## TASK PROMPT:
Nothing beyond the line containing "use serde::Serialize;" should be printed; print each line exactly from the first line of the listing below through it.

####################

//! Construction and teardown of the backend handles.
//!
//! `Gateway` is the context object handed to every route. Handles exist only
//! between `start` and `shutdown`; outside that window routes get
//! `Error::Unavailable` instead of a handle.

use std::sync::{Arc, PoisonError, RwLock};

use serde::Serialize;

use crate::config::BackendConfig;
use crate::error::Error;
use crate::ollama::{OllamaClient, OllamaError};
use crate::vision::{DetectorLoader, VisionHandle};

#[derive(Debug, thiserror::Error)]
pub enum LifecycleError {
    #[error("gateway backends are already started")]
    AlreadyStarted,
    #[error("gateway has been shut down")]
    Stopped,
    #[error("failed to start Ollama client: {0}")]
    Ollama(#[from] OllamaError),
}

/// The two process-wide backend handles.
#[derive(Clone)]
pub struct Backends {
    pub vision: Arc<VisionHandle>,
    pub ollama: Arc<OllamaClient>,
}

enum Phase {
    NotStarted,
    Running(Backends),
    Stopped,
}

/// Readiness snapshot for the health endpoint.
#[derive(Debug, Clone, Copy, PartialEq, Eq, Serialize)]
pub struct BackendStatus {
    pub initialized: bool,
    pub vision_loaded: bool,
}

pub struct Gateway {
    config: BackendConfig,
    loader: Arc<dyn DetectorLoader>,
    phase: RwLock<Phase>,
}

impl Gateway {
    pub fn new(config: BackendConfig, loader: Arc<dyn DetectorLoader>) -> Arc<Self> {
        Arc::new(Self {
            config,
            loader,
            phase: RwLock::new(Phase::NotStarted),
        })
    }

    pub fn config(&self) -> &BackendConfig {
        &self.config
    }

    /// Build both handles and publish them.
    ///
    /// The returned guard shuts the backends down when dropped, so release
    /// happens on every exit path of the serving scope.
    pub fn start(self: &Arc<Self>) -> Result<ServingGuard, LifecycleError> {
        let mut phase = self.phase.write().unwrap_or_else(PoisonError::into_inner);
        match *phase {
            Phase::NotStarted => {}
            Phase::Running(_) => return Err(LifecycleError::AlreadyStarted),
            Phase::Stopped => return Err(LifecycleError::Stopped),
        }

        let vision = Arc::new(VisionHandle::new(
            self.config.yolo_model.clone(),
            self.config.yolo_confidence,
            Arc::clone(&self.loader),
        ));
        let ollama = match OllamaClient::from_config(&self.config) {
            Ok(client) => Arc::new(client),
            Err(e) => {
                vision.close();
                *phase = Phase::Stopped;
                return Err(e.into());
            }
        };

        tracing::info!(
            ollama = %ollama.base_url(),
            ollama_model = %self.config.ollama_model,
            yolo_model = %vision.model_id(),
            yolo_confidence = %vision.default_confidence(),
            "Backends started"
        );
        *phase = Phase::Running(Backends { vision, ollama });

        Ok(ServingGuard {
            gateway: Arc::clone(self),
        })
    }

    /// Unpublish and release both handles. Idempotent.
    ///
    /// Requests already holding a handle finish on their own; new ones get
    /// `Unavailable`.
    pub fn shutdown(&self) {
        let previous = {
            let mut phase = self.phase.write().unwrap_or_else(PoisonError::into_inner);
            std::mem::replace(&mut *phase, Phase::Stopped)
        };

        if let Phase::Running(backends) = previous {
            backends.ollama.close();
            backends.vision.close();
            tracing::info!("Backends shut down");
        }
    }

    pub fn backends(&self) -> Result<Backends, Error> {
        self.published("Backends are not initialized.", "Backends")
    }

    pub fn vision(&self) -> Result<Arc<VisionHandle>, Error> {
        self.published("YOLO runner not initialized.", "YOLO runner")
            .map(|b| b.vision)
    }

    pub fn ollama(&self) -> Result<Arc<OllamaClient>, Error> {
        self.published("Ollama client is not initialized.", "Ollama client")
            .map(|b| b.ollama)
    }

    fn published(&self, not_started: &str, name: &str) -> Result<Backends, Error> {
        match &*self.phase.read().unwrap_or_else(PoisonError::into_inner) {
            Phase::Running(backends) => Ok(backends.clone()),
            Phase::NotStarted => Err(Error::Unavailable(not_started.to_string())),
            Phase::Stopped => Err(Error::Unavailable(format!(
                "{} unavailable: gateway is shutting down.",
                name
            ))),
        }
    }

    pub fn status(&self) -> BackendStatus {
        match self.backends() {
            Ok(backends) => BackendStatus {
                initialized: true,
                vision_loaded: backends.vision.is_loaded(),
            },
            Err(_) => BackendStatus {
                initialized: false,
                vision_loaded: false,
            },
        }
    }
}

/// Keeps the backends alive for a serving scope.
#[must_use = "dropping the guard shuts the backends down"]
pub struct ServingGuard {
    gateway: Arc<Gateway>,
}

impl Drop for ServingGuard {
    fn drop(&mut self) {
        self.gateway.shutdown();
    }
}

####################

## RESPONSE AREA:
//! Construction and teardown of the backend handles.
//!
//! `Gateway` is the context object handed to every route. Handles exist only
//! between `start` and `shutdown`; outside that window routes get
//! `Error::Unavailable` instead of a handle.

use std::sync::{Arc, PoisonError, RwLock};

use serde::Serialize;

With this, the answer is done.